The set for the runabout's aft living quarters was built for this episode of The Next Generation, which was running concurrently with DS9s first season. The set was designed by Richard James, and was funded from The Next Generations budget in order to take pressure off DS9s finances. Design and fabrication of the aft set had to be completed in nine days. This was the only television appearance of the Danube class outside of DS9 during this period, and although the set was intended for use on DS9 it was never used again to depict a runabout's interior.

The other spacecraft were developed previously. Andrew Probert designed the Romulan warbird for season one of The Next Generation and also designed the exteriors of many other space vehicles seen in the first year of the show, including the .

==Reception==
In 2017, Medium rated this the 12th best time-travel episode of Star Trek, and noted an opening scene that includes a bowl of fruit decaying in rapid speed. Also in 2017, Popular Mechanics said that "Timescape" was one of the top ten most fun episodes of Star Trek: The Next Generation, noting how they must explore two spaceships seemingly locked in battle but frozen in time.
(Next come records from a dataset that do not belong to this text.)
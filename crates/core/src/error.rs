//! Domain error model.

use thiserror::Error;

/// Result type used across the domain layer.
pub type DomainResult<T> = Result<T, DomainError>;

/// Entity names used in not-found errors and audit payloads.
#[derive(Debug, Clone, Copy, PartialEq, Eq)]
pub enum Entity {
    Base,
    EquipmentType,
    User,
    Asset,
    Purchase,
    Transfer,
    Assignment,
    Expenditure,
}

impl Entity {
    pub fn as_str(&self) -> &'static str {
        match self {
            Entity::Base => "base",
            Entity::EquipmentType => "equipment type",
            Entity::User => "user",
            Entity::Asset => "asset",
            Entity::Purchase => "purchase",
            Entity::Transfer => "transfer",
            Entity::Assignment => "assignment",
            Entity::Expenditure => "expenditure",
        }
    }
}

impl core::fmt::Display for Entity {
    fn fmt(&self, f: &mut core::fmt::Formatter<'_>) -> core::fmt::Result {
        f.write_str(self.as_str())
    }
}

/// State conflicts surfaced to callers.
///
/// The wording is deliberately vague: a transition attempt on a record that
/// is missing and one on a record that already left the expected state read
/// the same, so callers learn nothing about records outside their view.
#[derive(Debug, Clone, Copy, PartialEq, Eq, Error)]
pub enum ConflictKind {
    #[error("asset is not available for assignment")]
    AssetNotAvailable,

    #[error("asset is not available for transfer")]
    AssetNotTransferable,

    #[error("transfer not found or already processed")]
    TransferAlreadyProcessed,

    #[error("assignment not found or already returned")]
    AssignmentAlreadyReturned,
}

/// Domain-level error.
///
/// Keep this focused on deterministic business failures (validation, policy,
/// state conflicts). Infrastructure failures arrive only through
/// [`DomainError::Persistence`], with the cause kept for logs and never shown
/// to callers.
#[derive(Debug, Error, Clone, PartialEq, Eq)]
pub enum DomainError {
    /// A value failed validation (e.g. malformed input, zero quantity).
    #[error("validation failed: {0}")]
    Validation(String),

    /// Authorization failure. Wrong-role and wrong-base denials surface
    /// identically; the distinction lives in policy logs only.
    #[error("access denied")]
    Unauthorized,

    /// A record was not in the state the operation requires.
    #[error("{0}")]
    Conflict(ConflictKind),

    /// A requested record does not exist.
    #[error("{0} not found")]
    NotFound(Entity),

    /// A storage operation failed. The payload is the underlying cause,
    /// for logging; `Display` stays generic.
    #[error("storage failure")]
    Persistence(String),
}

impl DomainError {
    pub fn validation(msg: impl Into<String>) -> Self {
        Self::Validation(msg.into())
    }

    pub fn conflict(kind: ConflictKind) -> Self {
        Self::Conflict(kind)
    }

    pub fn not_found(entity: Entity) -> Self {
        Self::NotFound(entity)
    }

    pub fn persistence(cause: impl Into<String>) -> Self {
        Self::Persistence(cause.into())
    }
}

#[cfg(test)]
mod tests {
    use super::*;

    #[test]
    fn persistence_display_never_leaks_the_cause() {
        let err = DomainError::persistence("connection refused on 10.0.0.3");
        assert_eq!(err.to_string(), "storage failure");
    }

    #[test]
    fn conflict_wording_matches_for_missing_and_processed() {
        // Both paths must produce the same sentence so state is not leaked.
        let kind = ConflictKind::TransferAlreadyProcessed;
        assert_eq!(kind.to_string(), "transfer not found or already processed");
    }

    #[test]
    fn unauthorized_display_is_uniform() {
        assert_eq!(DomainError::Unauthorized.to_string(), "access denied");
    }
}
use chrono::{DateTime, Utc};
use serde::{Deserialize, Serialize};

use quartermaster_core::{BaseId, UserId};

use crate::Role;

/// Directory record of a user.
///
/// Identity issuance lives with the external authentication collaborator;
/// this record exists so policy can re-fetch a user's persisted home base
/// and so audit/report rows can name actors. Written only by seeding and
/// test plumbing in this system.
#[derive(Debug, Clone, PartialEq, Eq, Serialize, Deserialize)]
pub struct User {
    pub id: UserId,
    pub username: String,
    pub role: Role,
    pub home_base: Option<BaseId>,
    pub created_at: DateTime<Utc>,
}

impl User {
    pub fn new(username: impl Into<String>, role: Role, home_base: Option<BaseId>) -> Self {
        Self {
            id: UserId::new(),
            username: username.into(),
            role,
            home_base,
            created_at: Utc::now(),
        }
    }
}
use core::str::FromStr;

use chrono::{DateTime, Utc};
use serde::{Deserialize, Serialize};

use quartermaster_core::{
    AssetId, BaseId, ConflictKind, DomainError, DomainResult, EquipmentTypeId, PurchaseId,
};

/// Lifecycle status of a tracked asset.
///
/// `expended` is terminal and reached only by external intervention; no
/// workflow in this system produces it.
#[derive(Debug, Clone, Copy, PartialEq, Eq, Serialize, Deserialize)]
#[serde(rename_all = "lowercase")]
pub enum AssetStatus {
    Available,
    Assigned,
    Expended,
}

impl AssetStatus {
    pub fn as_str(&self) -> &'static str {
        match self {
            AssetStatus::Available => "available",
            AssetStatus::Assigned => "assigned",
            AssetStatus::Expended => "expended",
        }
    }
}

impl core::fmt::Display for AssetStatus {
    fn fmt(&self, f: &mut core::fmt::Formatter<'_>) -> core::fmt::Result {
        f.write_str(self.as_str())
    }
}

impl FromStr for AssetStatus {
    type Err = DomainError;

    fn from_str(s: &str) -> Result<Self, Self::Err> {
        match s {
            "available" => Ok(AssetStatus::Available),
            "assigned" => Ok(AssetStatus::Assigned),
            "expended" => Ok(AssetStatus::Expended),
            other => Err(DomainError::validation(format!(
                "unknown asset status '{other}'"
            ))),
        }
    }
}

/// One physical piece of equipment on the ledger.
///
/// Invariant: `current_base` always names the destination of the asset's
/// most recently completed transfer, or the purchase base if it never moved.
#[derive(Debug, Clone, PartialEq, Eq, Serialize, Deserialize)]
pub struct Asset {
    pub id: AssetId,
    pub equipment_type: EquipmentTypeId,
    pub current_base: BaseId,
    pub status: AssetStatus,
    pub serial_number: Option<String>,
    /// Purchase that materialized this asset, when it entered through one.
    pub purchase: Option<PurchaseId>,
    pub created_at: DateTime<Utc>,
}

impl Asset {
    pub fn new(equipment_type: EquipmentTypeId, base: BaseId) -> Self {
        Self {
            id: AssetId::new(),
            equipment_type,
            current_base: base,
            status: AssetStatus::Available,
            serial_number: None,
            purchase: None,
            created_at: Utc::now(),
        }
    }

    pub fn is_available(&self) -> bool {
        self.status == AssetStatus::Available
    }

    /// Hand the asset to personnel. Only an `available` asset can be taken.
    pub fn assign(&mut self) -> DomainResult<()> {
        if self.status != AssetStatus::Available {
            return Err(DomainError::conflict(ConflictKind::AssetNotAvailable));
        }
        self.status = AssetStatus::Assigned;
        Ok(())
    }

    /// Put the asset back into the available pool.
    pub fn release(&mut self) {
        self.status = AssetStatus::Available;
    }

    /// Consume the asset permanently. External intervention only.
    pub fn expend(&mut self) {
        self.status = AssetStatus::Expended;
    }

    /// Move the asset to another base (completed transfer).
    pub fn relocate(&mut self, to: BaseId) {
        self.current_base = to;
    }
}
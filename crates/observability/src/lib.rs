//! Tracing and logging (shared setup).

/// Initialize process-wide observability (tracing/logging).
///
/// This is safe to call multiple times; subsequent calls become no-ops.
pub fn init() {
    tracing::init();
}

/// Tracing configuration (filters, layers).
pub mod tracing;
use chrono::{DateTime, NaiveDate, Utc};
use serde::{Deserialize, Serialize};

use quartermaster_core::{AssetId, BaseId, ExpenditureId, UserId};

/// Permanent consumption of an asset.
///
/// Recorded by external/manual intervention only; no workflow in this system
/// writes one. The metrics aggregator reads them as the `expended` term.
#[derive(Debug, Clone, PartialEq, Eq, Serialize, Deserialize)]
pub struct Expenditure {
    pub id: ExpenditureId,
    pub asset: AssetId,
    pub base: BaseId,
    pub quantity: u32,
    pub expended_date: NaiveDate,
    pub reason: Option<String>,
    pub recorded_by: UserId,
    pub created_at: DateTime<Utc>,
}

impl Expenditure {
    pub fn new(
        asset: AssetId,
        base: BaseId,
        quantity: u32,
        expended_date: NaiveDate,
        recorded_by: UserId,
    ) -> Self {
        Self {
            id: ExpenditureId::new(),
            asset,
            base,
            quantity,
            expended_date,
            reason: None,
            recorded_by,
            created_at: Utc::now(),
        }
    }
}
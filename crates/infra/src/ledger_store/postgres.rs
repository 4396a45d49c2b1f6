//! Postgres-backed ledger store implementation.
//!
//! This module provides persistent ledger storage using PostgreSQL. Guarded
//! state changes run inside transactions with `FOR UPDATE` row locks or
//! predicated `UPDATE ... WHERE status = ...` statements, so concurrent
//! writers serialize on the database rather than on application state.
//!
//! ## Error Mapping
//!
//! SQLx errors are mapped to `StoreError` as follows:
//!
//! | SQLx Error | PostgreSQL Error Code | StoreError | Scenario |
//! |------------|----------------------|------------|----------|
//! | Database (unique violation) | `23505` | `Duplicate` | Insert collided with an existing id or unique constraint |
//! | Database (foreign key violation) | `23503` | `Storage` | Referential integrity violation (callers validate references first) |
//! | Database (check constraint violation) | `23514` | `Storage` | Invalid data (e.g. quantity <= 0) |
//! | Database (other) | Any other | `Storage` | Other database errors |
//! | PoolClosed | N/A | `Storage` | Connection pool was closed |
//! | Other | N/A | `Storage` | Network errors, connection failures, etc. |
//!
//! Conflict mapping (`StoreError::Conflict`) never comes from SQLx directly:
//! it is produced by the guard logic when a predicated update matches no row
//! or a locked asset fails its precondition.
//!
//! ## Thread Safety
//!
//! `PostgresLedgerStore` is `Send + Sync` and can be shared across threads.
//! All operations use the SQLx connection pool which handles thread-safe
//! connection management.

use std::sync::Arc;

use async_trait::async_trait;
use chrono::{DateTime, NaiveDate, Utc};
use sqlx::postgres::{PgPoolOptions, PgRow};
use sqlx::{FromRow, PgPool, Row};
use tracing::instrument;

use quartermaster_assignments::{Assignment, AssignmentStatus};
use quartermaster_auth::{Role, User};
use quartermaster_core::{
    AssetId, AssignmentId, BaseId, ConflictKind, Entity, EquipmentTypeId, PurchaseId, TransferId,
    UserId,
};
use quartermaster_ledger::{Asset, AssetStatus, Base, EquipmentType, Expenditure};
use quartermaster_purchasing::{Purchase, PurchasePatch};
use quartermaster_reporting::{
    MovementDetails, MovementTotals, MovementWindow, PurchaseMovement, TransferMovement,
    MOVEMENT_DETAIL_LIMIT,
};
use quartermaster_transfers::{Transfer, TransferStatus};

use super::r#trait::{
    AssetFilter, AssignmentFilter, LedgerStore, PurchaseFilter, StoreError, TransferFilter,
};
use super::midnight_utc;

/// Postgres-backed ledger store.
///
/// Each trait method maps onto at most one transaction. The compare-and-set
/// methods re-check their preconditions inside that transaction, either via
/// `SELECT ... FOR UPDATE` on the asset row or via a predicated `UPDATE`
/// whose empty result signals the conflict.
#[derive(Debug, Clone)]
pub struct PostgresLedgerStore {
    pool: Arc<PgPool>,
}

impl PostgresLedgerStore {
    /// Create a new PostgresLedgerStore with the given connection pool.
    pub fn new(pool: PgPool) -> Self {
        Self {
            pool: Arc::new(pool),
        }
    }

    /// Connect to `database_url` and return a store over a fresh pool.
    pub async fn connect(database_url: &str) -> Result<Self, StoreError> {
        let pool = PgPoolOptions::new()
            .max_connections(10)
            .connect(database_url)
            .await
            .map_err(|e| map_sqlx_error("connect", e))?;
        Ok(Self::new(pool))
    }

    /// Create the ledger tables and indexes if they do not exist yet.
    ///
    /// Idempotent; safe to run on every startup.
    #[instrument(skip(self), err)]
    pub async fn ensure_schema(&self) -> Result<(), StoreError> {
        sqlx::raw_sql(SCHEMA)
            .execute(&*self.pool)
            .await
            .map_err(|e| map_sqlx_error("ensure_schema", e))?;
        Ok(())
    }

    /// Lock an asset row for the remainder of the transaction.
    ///
    /// Both transfer creation and assignment creation lock the asset first,
    /// so their guards cannot interleave.
    async fn lock_asset(
        tx: &mut sqlx::Transaction<'_, sqlx::Postgres>,
        id: AssetId,
    ) -> Result<Option<Asset>, StoreError> {
        let row = sqlx::query(
            r#"
            SELECT id, equipment_type_id, current_base_id, status, serial_number, purchase_id, created_at
            FROM assets
            WHERE id = $1
            FOR UPDATE
            "#,
        )
        .bind(id.as_uuid())
        .fetch_optional(&mut **tx)
        .await
        .map_err(|e| map_sqlx_error("lock_asset", e))?;

        match row {
            Some(row) => {
                let parsed = AssetRow::from_row(&row)
                    .map_err(|e| StoreError::Storage(format!("failed to decode asset row: {e}")))?;
                Ok(Some(parsed.into_asset()?))
            }
            None => Ok(None),
        }
    }

    async fn base_exists(
        tx: &mut sqlx::Transaction<'_, sqlx::Postgres>,
        id: BaseId,
    ) -> Result<bool, StoreError> {
        let row = sqlx::query("SELECT EXISTS(SELECT 1 FROM bases WHERE id = $1)")
            .bind(id.as_uuid())
            .fetch_one(&mut **tx)
            .await
            .map_err(|e| map_sqlx_error("base_exists", e))?;
        row.try_get::<bool, _>(0)
            .map_err(|e| StoreError::Storage(format!("failed to decode existence check: {e}")))
    }

    async fn pending_transfer_holds(
        tx: &mut sqlx::Transaction<'_, sqlx::Postgres>,
        asset: AssetId,
    ) -> Result<bool, StoreError> {
        let row = sqlx::query(
            "SELECT EXISTS(SELECT 1 FROM transfers WHERE asset_id = $1 AND status = 'pending')",
        )
        .bind(asset.as_uuid())
        .fetch_one(&mut **tx)
        .await
        .map_err(|e| map_sqlx_error("pending_transfer_check", e))?;
        row.try_get::<bool, _>(0)
            .map_err(|e| StoreError::Storage(format!("failed to decode existence check: {e}")))
    }
}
In 2017, Business Insider listed "Timescape" as one of the most underrated episodes of the Star Trek franchise at that time.

The Romulan Warbird, known in-universe as the D'deridex-class, was featured on the show between 1987 and 1994; in 2017, Space.com rated it the 9th greatest spacecraft of the Star Trek franchise.

In 2020, GameSpot noted this episode as one of the most bizarre moments of the series, when Picard makes a smiley face in the warp core breach, noting it as a "funny, yet unsettling moment".

== Releases ==
The episode was released as part of the Star Trek: The Next Generation season six DVD box set in the United States on December 3, 2002. A remastered HD version was released on Blu-ray optical disc, on June 24, 2014.

"Timescape" and "Descent, Part I" were released on a LaserDisc on November 17, 1998, in the USA.